MC_digital = np.exp(-r * T) * np.mean(S_T > K)
digital_std_err = np.exp(-r * T) * ss.sem(S_T > K)
print("The price of the ATM digital call option by Monte Carlo is: ", MC_digital)
print("with standard error: ", digital_std_err)

Out[4]:

The price of the ATM digital call option by Monte Carlo is:  0.593071342432063
with standard error:  9.615080192805355e-05

PDE method:

In [5]:

Nspace = 6000  # M space steps
Ntime = 6000  # N time steps
S_max = 3 * float(K)
S_min = float(K) / 3
x_max = np.log(S_max)  # A2
x_min = np.log(S_min)  # A1

x, dx = np.linspace(x_min, x_max, Nspace, retstep=True)  # space discretization
T_array, dt = np.linspace(0, T, Ntime, retstep=True)  # time discretization
Payoff = np.where(np.exp(x) > K, 1, 0)  # Binary payoff

V = np.zeros((Nspace, Ntime))  # grid initialization
offset = np.zeros(Nspace - 2)  # vector to be used for the boundary terms

V[:, -1] = Payoff  # terminal conditions
V[-1, :] = 1  # boundary condition
V[0, :] = 0  # boundary condition

# construction of the tri-diagonal matrix D
sig2 = sig * sig
dxx = dx * dx
a = (dt / 2) * ((r - 0.5 * sig2) / dx - sig2 / dxx)
b = 1 + dt * (sig2 / dxx + r)
c = -(dt / 2) * ((r - 0.5 * sig2) / dx + sig2 / dxx)
D = sparse.diags([a, b, c], [-1, 0, 1], shape=(Nspace - 2, Nspace - 2)).tocsc()
DD = splu(D)

# Backward iteration
for i in range(Ntime - 2, -1, -1):
    offset[0] = a * V[0, i]
    offset[-1] = c * V[-1, i]
    V[1:-1, i] = DD.solve(V[1:-1, i + 1] - offset)

# finds the option at S0
oPrice = np.interp(X0, x, V[:, 0])
print("The price of the ATM digital call option by PDE is: ", oPrice)

Out[5]:

The price of the ATM digital call option by PDE is:  0.5930462329429435

Plots

In [6]:

S = np.exp(x)
fig = plt.figure(figsize=(18, 6))
ax1 = fig.add_subplot(121)
ax2 = fig.add_subplot(122, projection="3d")
ax1.plot(S, Payoff, color="blue", label="Payoff")
ax1.plot(S, V[:, 0], color="red", label="Binary curve")
ax1.set_xlim(60, 200)
ax1.set_ylim(0, 1.1)
ax1.set_xlabel("S")
ax1.set_ylabel("V")
ax1.legend(loc="upper left")
ax1.set_title("Curve at t=0")

X, Y = np.meshgrid(T_array, S)
ax2.plot_surface(Y, X, V)
ax2.set_title("Digital option surface")
ax2.set_xlabel("S")
ax2.set_ylabel("t")
ax2.set_zlabel("V")
plt.show()

Out[6]:

Barrier options

For more info have a look at the wiki page

Let us consider the case of an Up and Out CALL European option:

\begin{equation} V(t,s) = e^{- r (T-t)} \mathbb{E}^{\mathbb{Q}} \bigl[ (S_T - K)^+ \mathbb{1}_{\{M_T < B\}} \, \big| \, S_t=s \bigr]. \end{equation}

where I introduced the running max:

M_T = \max_{0\leq t \leq T} S_t.

The parameter $B$ is the barrier. We have to assume that $B > K$ , otherwise the payoff would be always zero.

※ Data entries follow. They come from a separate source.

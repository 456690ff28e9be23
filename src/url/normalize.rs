use crate::UrlError;
use url::Url;

/// Default number of path segments kept by [`normalize_url`]
pub const DEFAULT_MAX_PATH_SEGMENTS: usize = 5;

/// Normalizes a URL into the key form used throughout Sitegauge
///
/// # Normalization Steps
///
/// 1. Parse the URL; reject if malformed or not HTTP(S)
/// 2. Lowercase the host (keeping `www.` and any explicit port)
/// 3. Drop the query string and fragment
/// 4. Drop empty path segments (duplicate or trailing slashes)
/// 5. Keep at most `DEFAULT_MAX_PATH_SEGMENTS` segments
/// 6. Render as `scheme://host[:port]` followed by `/seg/seg`, with no
///    trailing slash, so the site root becomes `https://host`
///
/// The result parses back to itself, which makes normalization idempotent.
///
/// # Examples
///
/// ```
/// use sitegauge::url::normalize_url;
///
/// let url = normalize_url("https://Example.com/blog/post/?page=2#top").unwrap();
/// assert_eq!(url, "https://example.com/blog/post");
/// ```
pub fn normalize_url(url_str: &str) -> Result<String, UrlError> {
    normalize_url_capped(url_str, DEFAULT_MAX_PATH_SEGMENTS)
}

/// Like [`normalize_url`] with an explicit path segment cap
pub fn normalize_url_capped(url_str: &str, max_segments: usize) -> Result<String, UrlError> {
    let url = Url::parse(url_str.trim()).map_err(|e| UrlError::Parse(e.to_string()))?;
    normalize_parsed(&url, max_segments)
}

/// Normalizes an already parsed URL
pub fn normalize_parsed(url: &Url, max_segments: usize) -> Result<String, UrlError> {
    if url.scheme() != "http" && url.scheme() != "https" {
        return Err(UrlError::InvalidScheme(url.scheme().to_string()));
    }

    let host = url.host_str().ok_or(UrlError::MissingDomain)?.to_lowercase();

    let mut normalized = format!("{}://{}", url.scheme(), host);
    if let Some(port) = url.port() {
        normalized.push(':');
        normalized.push_str(&port.to_string());
    }

    for segment in url
        .path()
        .split('/')
        .filter(|segment| !segment.is_empty())
        .take(max_segments)
    {
        normalized.push('/');
        normalized.push_str(segment);
    }

    Ok(normalized)
}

We can also consider the Down and In CALL European option:

\begin{equation} V(t,s) = e^{- r (T-t)} \mathbb{E}^{\mathbb{Q}} \bigl[ (S_T - K)^+ \mathbb{1}_{\{\tilde M_T \leq B\}} \, \big| \, S_t=s \bigr]. \end{equation}

where I introduced the running min:

\tilde M_T = \min_{0\leq t \leq T} S_t.

In this case the option expires worthless if the barrier is not triggered. If instead the barrier is hit, the option becomes a vanilla option.

The numerical methods for the Down and Out CALL and Up and In CALL are straightforward modifications of the following numerical methods.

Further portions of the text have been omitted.